Paediatric Advanced Care Team, Hospital for Sick Children, Toronto, ON, Canada.
J Palliat Med. 2013 Jun;16(6):675-9. doi: 10.1089/jpm.2012.0393. Epub 2013 Feb 27.
Palliative care physicians are increasingly being asked to provide end-of-life (EOL) care for children. Yet very little is known about physicians' level of comfort and willingness to do so.
This study assessed the attitudes of palliative care physicians toward providing care for pediatric patients and to describe the supports they desire in order to do so.
An online questionnaire was e-mailed to all physicians in the Division of Palliative Care at the University of Toronto. The questionnaire explored perceptions, attitudes, and level of comfort caring for pediatric patients. Results are reported using frequencies, ratios, and other descriptive analyses.
Forty-four physicians of the 74 (59%) surveyed responded. On average, physicians cared for fewer than one child per each year of practice. Although the majority of respondents perceived their pediatric training to be inadequate, 70% were willing to provide care to children. Respondents felt at ease applying their knowledge and skills in some aspects of pediatric care (e.g., principles of pain and symptom management, communication about EOL issues) but less so in others (e.g., medication dosing, ethical issues unique to pediatrics). All respondents welcomed opportunities for additional training, but a third felt it was not essential. In particular, the most frequently expressed need was for mentorship by pediatric palliative care specialists.

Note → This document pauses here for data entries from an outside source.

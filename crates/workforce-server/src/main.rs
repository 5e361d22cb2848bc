//! # Workforce HR API Server

use anyhow::Context;
use tracing::info;
use workforce_config::ConfigLoader;
use workforce_server::shutdown::shutdown_signal;
use workforce_server::{telemetry, Application};

#[tokio::main]
async fn main() -> anyhow::Result<()> {
    let loader = ConfigLoader::from_default_location().context("loading configuration")?;
    let config = loader.get().await;

    telemetry::init_logging(&config.observability)?;
    info!(
        version = env!("CARGO_PKG_VERSION"),
        environment = %config.app.environment,
        "Starting Workforce HR API"
    );

    let metrics = telemetry::install_metrics(&config.observability)?;
    let app = Application::build(&config, metrics).await.context("building application")?;
    app.serve(shutdown_signal()).await?;

    info!("Server shutdown complete");
    Ok(())
}
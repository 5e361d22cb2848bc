//! Log subscriber and metrics recorder setup.

use metrics_exporter_prometheus::{PrometheusBuilder, PrometheusHandle};
use tracing_subscriber::{layer::SubscriberExt, util::SubscriberInitExt, EnvFilter};
use workforce_config::{LogFormat, ObservabilityConfig};
use workforce_core::{WorkforceError, WorkforceResult};

/// Filter used when `RUST_LOG` is unset.
#[must_use]
pub fn default_filter(level: &str) -> String {
    format!("{level},tower_http=info,sqlx=warn")
}

/// Installs the global subscriber. `RUST_LOG` overrides the configured level.
///
/// # Errors
/// `Configuration` if a subscriber is already installed.
pub fn init_logging(config: &ObservabilityConfig) -> WorkforceResult<()> {
    let filter = EnvFilter::try_from_default_env().unwrap_or_else(|_| EnvFilter::new(default_filter(&config.log_level)));
    let registry = tracing_subscriber::registry().with(filter);

    match config.log_format {
        LogFormat::Json => registry
            .with(tracing_subscriber::fmt::layer().json().with_current_span(true))
            .try_init(),
        LogFormat::Pretty => registry.with(tracing_subscriber::fmt::layer().with_target(true)).try_init(),
    }
    .map_err(|e| WorkforceError::Configuration(format!("Failed to install log subscriber: {e}")))
}

/// Installs the Prometheus recorder when metrics are enabled.
///
/// # Errors
/// `Configuration` if a recorder is already installed.
pub fn install_metrics(config: &ObservabilityConfig) -> WorkforceResult<Option<PrometheusHandle>> {
    if !config.metrics_enabled {
        return Ok(None);
    }
    PrometheusBuilder::new()
        .install_recorder()
        .map(Some)
        .map_err(|e| WorkforceError::Configuration(format!("Failed to install metrics recorder: {e}")))
}

#[cfg(test)]
mod tests {
    use super::*;

    #[test]
    fn test_default_filter_uses_configured_level() {
        assert_eq!(default_filter("debug"), "debug,tower_http=info,sqlx=warn");
    }

    #[test]
    fn test_disabled_metrics_install_nothing() {
        let config = ObservabilityConfig {
            metrics_enabled: false,
            ..Default::default()
        };
        assert!(install_metrics(&config).unwrap().is_none());
    }
}
//! Entity-DTO mappers.

use crate::dto::{EmployeePageResponse, EmployeeResponse};
use workforce_core::{Employee, Page};

impl From<Employee> for EmployeeResponse {
    fn from(employee: Employee) -> Self {
        Self {
            business_entity_id: employee.business_entity_id,
            national_id_number: employee.national_id_number,
            login_id: employee.login_id,
            organization_level: employee.organization_level,
            job_title: employee.job_title,
            birth_date: employee.birth_date,
            marital_status: employee.marital_status,
            gender: employee.gender,
            hire_date: employee.hire_date,
            salaried_flag: employee.salaried_flag,
            vacation_hours: employee.vacation_hours,
            sick_leave_hours: employee.sick_leave_hours,
            current_flag: employee.current_flag,
            rowguid: employee.rowguid,
            modified_date: employee.modified_date,
        }
    }
}

impl From<&Employee> for EmployeeResponse {
    fn from(employee: &Employee) -> Self {
        Self::from(employee.clone())
    }
}

/// Converts a page of employees to the list response.
impl From<Page<Employee>> for EmployeePageResponse {
    fn from(page: Page<Employee>) -> Self {
        Self {
            employees: page.content.into_iter().map(EmployeeResponse::from).collect(),
            page: page.page,
            size: page.size,
            total_elements: page.total_elements,
            total_pages: page.total_pages,
        }
    }
}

Palliative physicians tend to be willing to care for children, but perceive their level of training to be insufficient. Although additional training is endorsed, physicians favored real-time support and mentorship from a pediatric expert.
姑息治疗医生越来越多地被要求为儿童提供临终关怀。然而,人们对医生提供这种护理的舒适度和意愿知之甚少。

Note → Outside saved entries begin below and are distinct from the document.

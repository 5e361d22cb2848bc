//! Request capability traits and handler contracts.

use crate::WorkforceResult;
use async_trait::async_trait;
use tokio_util::sync::CancellationToken;

/// A read-only, side-effect-free request.
pub trait Query: Send + 'static {
    /// Name used in logs, metrics and dispatch errors.
    const NAME: &'static str;
}

/// A request that may mutate the data store.
pub trait Command: Send + 'static {
    /// Name used in logs, metrics and dispatch errors.
    const NAME: &'static str;
}

/// Handles one query type, producing an optional result.
///
/// `Ok(None)` means the query found nothing; it is not an error.
#[async_trait]
pub trait QueryHandler<Q, R>: Send + Sync
where
    Q: Query,
    R: Send + 'static,
{
    /// Handles the query.
    async fn handle(&self, query: Q, cancel: &CancellationToken) -> WorkforceResult<Option<R>>;
}

/// Handles one command type, producing an optional result.
#[async_trait]
pub trait CommandHandler<C, R>: Send + Sync
where
    C: Command,
    R: Send + 'static,
{
    /// Handles the command.
    async fn handle(&self, command: C, cancel: &CancellationToken) -> WorkforceResult<Option<R>>;
}
//! Handler registration.
//!
//! Every request type the API dispatches is registered here exactly once,
//! at startup.

use crate::cache::{CacheAside, CacheInterface};
use crate::dto::{
    CreateEmployeeCommand, DeleteEmployeeCommand, EmployeePageResponse, EmployeeResponse, GetEmployeeQuery,
    ListEmployeesQuery, UpdateEmployeeCommand,
};
use crate::employee::{
    CreateEmployeeHandler, DeleteEmployeeHandler, GetEmployeeHandler, ListEmployeesHandler, UpdateEmployeeHandler,
};
use std::sync::Arc;
use std::time::Duration;
use workforce_core::messaging::{CommandRegistry, QueryRegistry};
use workforce_core::{Employee, WorkforceResult};
use workforce_repository::{ReadRepository, RepositoryFactory};

/// Builds the query registry. Employee lookups by national ID go through
/// the cache.
///
/// # Errors
/// `HandlerAlreadyRegistered` if a pair is registered twice.
pub fn query_registry(
    repository: Arc<dyn ReadRepository<Employee>>,
    cache: Arc<dyn CacheInterface>,
    ttl: Option<Duration>,
) -> WorkforceResult<QueryRegistry> {
    let get = CacheAside::new(GetEmployeeHandler::new(Arc::clone(&repository)), cache, ttl);

    Ok(QueryRegistry::builder()
        .register::<GetEmployeeQuery, EmployeeResponse, _>(get)?
        .register::<ListEmployeesQuery, EmployeePageResponse, _>(ListEmployeesHandler::new(repository))?
        .build())
}

/// Builds the command registry.
///
/// # Errors
/// `HandlerAlreadyRegistered` if a pair is registered twice.
pub fn command_registry(factory: Arc<dyn RepositoryFactory<Employee>>) -> WorkforceResult<CommandRegistry> {
    Ok(CommandRegistry::builder()
        .register::<CreateEmployeeCommand, EmployeeResponse, _>(CreateEmployeeHandler::new(Arc::clone(&factory)))?
        .register::<UpdateEmployeeCommand, EmployeeResponse, _>(UpdateEmployeeHandler::new(Arc::clone(&factory)))?
        .register::<DeleteEmployeeCommand, EmployeeResponse, _>(DeleteEmployeeHandler::new(factory))?
        .build())
}
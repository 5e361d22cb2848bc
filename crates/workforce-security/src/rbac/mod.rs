//! Policy-based authorization.

mod checker;
mod policy;

pub use checker::*;
pub use policy::*;
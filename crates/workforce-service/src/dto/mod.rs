//! Data Transfer Objects (DTOs).

mod auth_dto;
mod employee_dto;

pub use auth_dto::*;
pub use employee_dto::*;
//! Cache store contract.

use async_trait::async_trait;
use std::time::Duration;
use workforce_core::WorkforceResult;

/// A string key-value store with optional expiry.
///
/// Implementations synchronize internally; one instance is shared by every
/// concurrent request.
#[cfg_attr(test, mockall::automock)]
#[async_trait]
pub trait CacheInterface: Send + Sync {
    /// The stored value, or `None` if absent or expired.
    async fn get(&self, key: &str) -> WorkforceResult<Option<String>>;

    /// Stores a value, overwriting any previous one. `ttl == None` keeps the
    /// entry until it is deleted.
    async fn set(&self, key: &str, value: &str, ttl: Option<Duration>) -> WorkforceResult<()>;

    /// Removes a value; returns `true` if the key existed.
    async fn delete(&self, key: &str) -> WorkforceResult<bool>;
}
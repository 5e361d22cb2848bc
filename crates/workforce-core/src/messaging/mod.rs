//! CQRS messaging: request traits, the handler registry, and the query and
//! command dispatchers.

mod cancel;
mod dispatcher;
mod handler;
mod registry;

pub use cancel::{ensure_active, until_cancelled};
pub use dispatcher::{names, CommandDispatcher, Dispatcher, QueryDispatcher};
pub use handler::{Command, CommandHandler, Query, QueryHandler};
pub use registry::{
    CommandKind, CommandRegistry, HandlerRegistry, HandlerRegistryBuilder, QueryKind, QueryRegistry, RequestKind,
};
pub use tokio_util::sync::CancellationToken;
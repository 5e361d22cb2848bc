//! Authentication controller.

use crate::{
    extractors::AuthenticatedUser,
    responses::{ok, ApiResult},
    state::AppState,
};
use axum::{
    extract::State,
    routing::{get, post},
    Json, Router,
};
use tracing::debug;
use workforce_service::{LoginRequest, LoginResponse, ProfileResponse};

/// Creates the auth router.
pub fn router() -> Router<AppState> {
    Router::new()
        .route("/login", post(login))
        .route("/profile", get(profile))
}

/// Login with username and password.
#[utoipa::path(
    post,
    path = "/api/auth/login",
    tag = "auth",
    request_body = LoginRequest,
    responses(
        (status = 200, description = "Token issued", body = LoginResponse),
        (status = 400, description = "Username or password missing", body = workforce_core::ErrorResponse),
        (status = 401, description = "Invalid credentials", body = workforce_core::ErrorResponse)
    )
)]
pub async fn login(State(state): State<AppState>, Json(request): Json<LoginRequest>) -> ApiResult<LoginResponse> {
    debug!(username = %request.username, "Login request");

    let response = state.auth_service.login(request).await?;
    ok(response)
}

/// The authenticated caller and its claims.
#[utoipa::path(
    get,
    path = "/api/auth/profile",
    tag = "auth",
    responses(
        (status = 200, description = "Caller profile", body = ProfileResponse),
        (status = 401, description = "Missing or invalid token", body = workforce_core::ErrorResponse)
    ),
    security(("bearer_auth" = []))
)]
pub async fn profile(State(state): State<AppState>, user: AuthenticatedUser) -> ApiResult<ProfileResponse> {
    ok(state.auth_service.profile(&user))
}
//! Static policy table.

use std::collections::HashMap;
use tracing::debug;
use workforce_core::{Policy, Role};

/// Binds each named policy to the fixed set of roles allowed through it.
///
/// Built once at startup and shared read-only.
#[derive(Debug, Clone)]
pub struct PolicyTable {
    bindings: HashMap<Policy, Vec<Role>>,
}

impl PolicyTable {
    /// The standard bindings.
    #[must_use]
    pub fn standard() -> Self {
        use Role::{Admin, Employee, Manager};

        let bindings = HashMap::from([
            (Policy::ReadEmployees, vec![Admin, Manager, Employee]),
            (Policy::CreateEmployees, vec![Admin, Manager]),
            (Policy::UpdateEmployees, vec![Admin, Manager]),
            (Policy::DeleteEmployees, vec![Admin]),
            (Policy::AdminOnly, vec![Admin]),
            (Policy::ManagerOnly, vec![Manager, Admin]),
        ]);
        Self { bindings }
    }

    /// Roles the policy admits; empty for an unbound policy.
    #[must_use]
    pub fn allowed_roles(&self, policy: Policy) -> &[Role] {
        self.bindings.get(&policy).map(Vec::as_slice).unwrap_or_default()
    }

    /// True iff any held role is among the policy's allowed roles.
    #[must_use]
    pub fn is_satisfied_by(&self, policy: Policy, held: &[Role]) -> bool {
        let allowed = self.allowed_roles(policy);
        let granted = held.iter().any(|role| allowed.contains(role));
        debug!(policy = %policy, ?held, granted, "Policy evaluated");
        granted
    }
}

impl Default for PolicyTable {
    fn default() -> Self {
        Self::standard()
    }
}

本研究评估了姑息治疗医生对为儿科患者提供护理的态度,并描述了他们希望提供的支持。
向多伦多大学姑息治疗科的所有医生发送了一份在线问卷。该问卷探讨了对照顾儿科患者的看法、态度和舒适度。结果以频率、比例和其他描述性分析报告。
在接受调查的 74 名医生中,有 44 名(59%)做出了回应。平均而言,医生每年照顾的儿童不足一人。尽管大多数受访者认为他们的儿科培训不足,但 70%的人愿意为儿童提供护理。受访者在儿科护理的某些方面(例如,疼痛和症状管理原则、临终问题的沟通)应用他们的知识和技能感到自在,但在其他方面(例如,药物剂量、儿科特有的伦理问题)则不然。所有受访者都欢迎接受额外培训的机会,但三分之一的人认为这不是必需的。特别是,他们最常表达的需求是接受儿科姑息治疗专家的指导。
姑息治疗医生往往愿意照顾儿童,但认为他们的培训水平不足。尽管人们支持额外的培训,但医生更倾向于获得儿科专家的实时支持和指导。